Following a string of investments in other airlines, BA's borrowings have soared to about pounds 2bn - equivalent to 250 per cent of shareholders' funds - putting it among the most heavily indebted of Britain's large companies. Sir Colin Marshall, BA's chairman, warned earlier this year that BA's gearing was close to the top of its acceptable range.
The Stock Exchange is expected this week to investigate the source of the leak about the rights issue.
The BA rights issue is only one of a number of substantial cash calls said to be in the pipeline. Allied-Lyons, the foods group, is one company in the frame. But stockbrokers are worried that further large rights issues on top of the BA fund raising could knock share prices as investors sell some existing shareholdings to afford the new issues. They are already being asked to absorb a pounds 1.3bn rights issue from ICI announced last week, a pounds 400m cash call from Royal Insurance, and the sale of more than pounds 5bn of British Telecom shares due in July.
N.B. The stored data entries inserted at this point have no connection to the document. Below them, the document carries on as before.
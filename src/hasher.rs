//! One-way hashing and verification for secrets.
//!
//! The same Argon2id primitive covers passwords, API keys, and client
//! secrets. Backup codes use a fast SHA-256 digest instead (see `totp`),
//! since they are high-entropy, single-use random values.

use anyhow::{anyhow, Result};
use argon2::{
    password_hash::SaltString, Argon2, PasswordHash, PasswordHasher, PasswordVerifier,
};
use rand::rngs::OsRng;

#[derive(Clone, Default)]
pub struct CredentialHasher;

impl CredentialHasher {
    #[must_use]
    pub fn new() -> Self {
        Self
    }

    /// Produce a salted Argon2id digest in PHC string format.
    ///
    /// # Errors
    /// Returns an error if the underlying hash computation fails.
    pub fn hash(&self, secret: &str) -> Result<String> {
        let salt = SaltString::generate(&mut OsRng);
        let digest = Argon2::default()
            .hash_password(secret.as_bytes(), &salt)
            .map_err(|_| anyhow!("failed to hash secret"))?
            .to_string();
        Ok(digest)
    }

    /// Verify a secret against a stored digest. Malformed digests yield
    /// `false`, never an error.
    #[must_use]
    pub fn verify(&self, secret: &str, digest: &str) -> bool {
        let Ok(parsed) = PasswordHash::new(digest) else {
            return false;
        };
        Argon2::default()
            .verify_password(secret.as_bytes(), &parsed)
            .is_ok()
    }
}
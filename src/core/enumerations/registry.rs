use std::{collections::HashMap, sync::Arc};

use erased_serde::Serialize;

use super::{
    enumeration::{Enumeration, Lifecycle, UpdateReport},
    error::ErrorKind,
    traits::EntityProvider,
    types::PalResult,
};
use crate::{config::enumerations::EnumerationsConfig, core::log::LogRegistry};

/// Object-safe view of an [`Enumeration`], so enumerations of different
/// instance types can be driven uniformly by the executor.
pub trait DynEnumeration: Send {
    /// Name the enumeration was registered under.
    fn name(&self) -> &'static str;

    fn lifecycle(&self) -> Lifecycle;

    fn init(&mut self) -> PalResult<()>;

    fn update(&mut self, update_instances: bool) -> PalResult<UpdateReport>;

    fn clean_up(&mut self);

    /// Number of per-item instances.
    fn len(&self) -> usize;

    fn is_empty(&self) -> bool {
        self.len() == 0
    }

    fn has_total(&self) -> bool;

    /// Owned, serialisable snapshot of the current state.
    fn snapshot(&self) -> Box<dyn Serialize + Send + Sync>;
}

impl<P> DynEnumeration for Enumeration<P>
where
    P: EntityProvider,
{
    fn name(&self) -> &'static str {
        P::NAME
    }

    fn lifecycle(&self) -> Lifecycle {
        Enumeration::lifecycle(self)
    }

    fn init(&mut self) -> PalResult<()> {
        Enumeration::init(self)
    }

    fn update(&mut self, update_instances: bool) -> PalResult<UpdateReport> {
        Enumeration::update(self, update_instances)
    }

    fn clean_up(&mut self) {
        Enumeration::clean_up(self)
    }

    fn len(&self) -> usize {
        Enumeration::len(self)
    }

    fn has_total(&self) -> bool {
        self.total_instance().is_some()
    }

    fn snapshot(&self) -> Box<dyn Serialize + Send + Sync> {
        Box::new(Enumeration::snapshot(self))
    }
}

/// Everything a factory needs to build an enumeration with its Linux
/// dependency objects.
#[derive(Debug, Clone)]
pub struct EnumerationContext {
    pub logs: Arc<LogRegistry>,
    pub config: Arc<EnumerationsConfig>,
}

impl EnumerationContext {
    pub fn new(logs: Arc<LogRegistry>, config: Arc<EnumerationsConfig>) -> Self {
        Self { logs, config }
    }
}

/// Builds a fresh, uninitialised enumeration.
pub type EnumerationFactory = fn(&EnumerationContext) -> Box<dyn DynEnumeration>;

/// Metadata for one enumeration, submitted to the `inventory` collection.
pub struct EnumerationMeta {
    pub name: &'static str,
    pub factory: EnumerationFactory,
}

// Tell the `inventory` crate to collect all submitted `EnumerationMeta` values.
inventory::collect!(EnumerationMeta);

/// Factories of every enumeration compiled into this build.
///
/// Constructed explicitly by the caller; each `build` returns a new,
/// exclusively owned enumeration.
pub struct EnumerationRegistry {
    factories: HashMap<&'static str, EnumerationFactory>,
}

impl EnumerationRegistry {
    /// Collects every submitted [`EnumerationMeta`].
    pub fn new() -> Self {
        let factories = inventory::iter::<EnumerationMeta>
            .into_iter()
            .map(|meta| (meta.name, meta.factory))
            .collect();
        EnumerationRegistry { factories }
    }

    pub fn get(&self, name: &str) -> PalResult<EnumerationFactory> {
        self.factories
            .get(name)
            .copied()
            .ok_or_else(|| ErrorKind::EnumerationNotFound(name.to_string()).into())
    }

    /// Builds the enumeration registered as `name`.
    pub fn build(&self, name: &str, ctx: &EnumerationContext) -> PalResult<Box<dyn DynEnumeration>> {
        let factory = self.get(name)?;
        Ok(factory(ctx))
    }

    /// Registered names, sorted.
    pub fn list_names(&self) -> Vec<&'static str> {
        let mut names: Vec<_> = self.factories.keys().copied().collect();
        names.sort_unstable();
        names
    }

    pub fn contains(&self, name: &str) -> bool {
        self.factories.contains_key(name)
    }

    pub fn len(&self) -> usize {
        self.factories.len()
    }

    pub fn is_empty(&self) -> bool {
        self.factories.is_empty()
    }
}

impl Default for EnumerationRegistry {
    fn default() -> Self {
        Self::new()
    }
}

/// Registers an enumeration factory with the inventory at compile time.
///
/// ```ignore
/// register_enumeration!("memory", |ctx| {
///     Box::new(Enumeration::new(MemoryProvider::new(deps), &ctx.logs))
/// });
/// ```
#[macro_export]
macro_rules! register_enumeration {
    ($name:expr, $factory:expr) => {
        inventory::submit! {
            $crate::core::enumerations::registry::EnumerationMeta {
                name: $name,
                factory: $factory,
            }
        }
    };
}
use std::{collections::HashMap, sync::Arc};

use serde::{Deserialize, Serialize};

use super::{
    enumeration::Enumeration,
    error::ErrorKind,
    hostfs::HostFs,
    instance::{EntityInstance, InstanceState},
    traits::EntityProvider,
    types::PalResult,
};

/// Raw memory data source.
pub trait MemoryDependencies: Send + Sync {
    /// Contents of `/proc/meminfo`.
    fn meminfo(&self) -> PalResult<String>;

    /// Contents of `/proc/vmstat`.
    fn vmstat(&self) -> PalResult<String>;
}

/// Reads memory counters from procfs.
#[derive(Debug, Clone, Default)]
pub struct ProcMemoryDependencies {
    fs: HostFs,
}

impl ProcMemoryDependencies {
    pub fn new(fs: HostFs) -> Self {
        Self { fs }
    }
}

impl MemoryDependencies for ProcMemoryDependencies {
    fn meminfo(&self) -> PalResult<String> {
        self.fs.read_to_string("/proc/meminfo")
    }

    fn vmstat(&self) -> PalResult<String> {
        self.fs.read_to_string("/proc/vmstat")
    }
}

/// System-wide memory facts. Sizes are in bytes.
#[derive(Debug, Clone, Default, PartialEq, Serialize, Deserialize)]
pub struct MemoryFacts {
    /// Total physical RAM visible to the kernel.
    pub total_physical_bytes: u64,
    /// Memory available for new allocations without swapping.
    pub available_bytes: u64,
    pub used_bytes: u64,
    pub total_swap_bytes: u64,
    pub available_swap_bytes: u64,
    pub used_swap_bytes: u64,
    /// Pages paged in since boot, absent when `/proc/vmstat` is unreadable.
    pub pages_in: Option<u64>,
    pub pages_out: Option<u64>,
}

/// Parses the `Key:   value kB` lines of `/proc/meminfo` into bytes.
pub fn parse_meminfo(content: &str) -> HashMap<&str, u64> {
    let mut values = HashMap::with_capacity(64);
    for line in content.lines() {
        let Some((key, rest)) = line.split_once(':') else {
            continue;
        };
        let mut parts = rest.split_whitespace();
        let Some(Ok(value)) = parts.next().map(str::parse::<u64>) else {
            continue;
        };
        let bytes = match parts.next() {
            Some("kB") => value.saturating_mul(1024),
            _ => value,
        };
        values.insert(key.trim(), bytes);
    }
    values
}

fn vmstat_counter(content: &str, key: &str) -> Option<u64> {
    content.lines().find_map(|line| {
        let (name, value) = line.split_once(' ')?;
        (name == key).then(|| value.trim().parse().ok()).flatten()
    })
}

fn compute_facts(meminfo: &str, vmstat: Option<&str>) -> PalResult<MemoryFacts> {
    let values = parse_meminfo(meminfo);
    let field = |name: &str| values.get(name).copied();

    let total = field("MemTotal").ok_or_else(|| ErrorKind::MissingField {
        field: "MemTotal".to_string(),
        location: "/proc/meminfo".to_string(),
    })?;
    // Kernels before 3.14 have no MemAvailable.
    let available = field("MemAvailable").unwrap_or_else(|| {
        field("MemFree").unwrap_or(0) + field("Buffers").unwrap_or(0) + field("Cached").unwrap_or(0)
    });
    let available = available.min(total);
    let swap_total = field("SwapTotal").unwrap_or(0);
    let swap_free = field("SwapFree").unwrap_or(0).min(swap_total);

    Ok(MemoryFacts {
        total_physical_bytes: total,
        available_bytes: available,
        used_bytes: total - available,
        total_swap_bytes: swap_total,
        available_swap_bytes: swap_free,
        used_swap_bytes: swap_total - swap_free,
        pages_in: vmstat.and_then(|v| vmstat_counter(v, "pgpgin")),
        pages_out: vmstat.and_then(|v| vmstat_counter(v, "pgpgout")),
    })
}

/// The total memory instance.
pub struct MemoryInstance {
    state: InstanceState,
    deps: Arc<dyn MemoryDependencies>,
    facts: MemoryFacts,
}

impl MemoryInstance {
    pub fn new(deps: Arc<dyn MemoryDependencies>) -> Self {
        Self {
            state: InstanceState::total(),
            deps,
            facts: MemoryFacts::default(),
        }
    }
}

impl EntityInstance for MemoryInstance {
    type Facts = MemoryFacts;

    fn state(&self) -> &InstanceState {
        &self.state
    }

    fn state_mut(&mut self) -> &mut InstanceState {
        &mut self.state
    }

    fn facts(&self) -> &MemoryFacts {
        &self.facts
    }

    fn update(&mut self) -> PalResult<()> {
        let meminfo = self.deps.meminfo()?;
        // Paging counters are optional extras.
        let vmstat = self.deps.vmstat().ok();
        self.facts = compute_facts(&meminfo, vmstat.as_deref())?;
        Ok(())
    }
}

/// Memory has no per-item instances, only the total.
pub struct MemoryProvider {
    deps: Arc<dyn MemoryDependencies>,
}

impl MemoryProvider {
    pub fn new(deps: Arc<dyn MemoryDependencies>) -> Self {
        Self { deps }
    }
}

impl EntityProvider for MemoryProvider {
    type Instance = MemoryInstance;
    type Observation = ();
    const NAME: &'static str = "memory";

    fn total_instance(&mut self) -> PalResult<Option<MemoryInstance>> {
        Ok(Some(MemoryInstance::new(self.deps.clone())))
    }

    fn seed_on_init(&self) -> bool {
        true
    }
}

pub type MemoryEnumeration = Enumeration<MemoryProvider>;

#[cfg(all(target_os = "linux", feature = "enumeration-memory"))]
crate::register_enumeration!("memory", |ctx| {
    let deps = ProcMemoryDependencies::new(HostFs::new(&ctx.config.host_root));
    Box::new(MemoryEnumeration::new(
        MemoryProvider::new(Arc::new(deps)),
        &ctx.logs,
    ))
});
Some analysts believe the rights issue may be on a one-for-four basis at up to 260p per share. BA's share price rose 3.5p on Friday to 303.5p despite the rumours of the issue.
BA has spent more than pounds 500m over the past year, including a dollars 300m ( pounds 200m) investment in USAir, pounds 311m for a 25 per cent holding in Qantas, pounds 17m for a minority stake in Deutsche BA, and pounds 183m in absorbing the debts of Dan Air, which it bought for pounds 1 last year. But BA is also facing further payments, such as dollars 86m to exercise share options in USAir and another dollars 450m to raise its stake in the airline to 43.7 per cent if the US regulatory authorities allow.
The airline is also facing substantial costs from purchasing new planes, with agreements to buy 76 new aircraft. According to NatWest Securities, pounds 400m of new aircraft will have to be funded through operating leases this year.
The fall in BA's profits last year was partly due to a loss of up to pounds 40m in the last quarter. Analysts are expecting profits to recover in the current year - to pounds 295m, according to Clive Anderson of NatWest Securities. But this will largely be the result of greater cost cutting by the company rather than a significant rise in passenger numbers.
Strengthening the balance sheet will eliminate only one of several headaches for BA's senior management, however. The company has recently faced disruption among staff at Gatwick over cost-cutting plans, and Robert Ayling, the newly created chief executive, is trying to allay fears of large-scale redundancies. He has promised them that BA will do all it can to prevent further staff cuts.
BA's embarrassing legal battle with Virgin is also continuing over the alleged dirty tricks campaign against Richard Branson's airline. Virgin launched its legal action earlier this month for compensation from BA on top of the libel damages already paid by BA. The legal action may result in Lord King, BA's life president, having to appear in court to give evidence.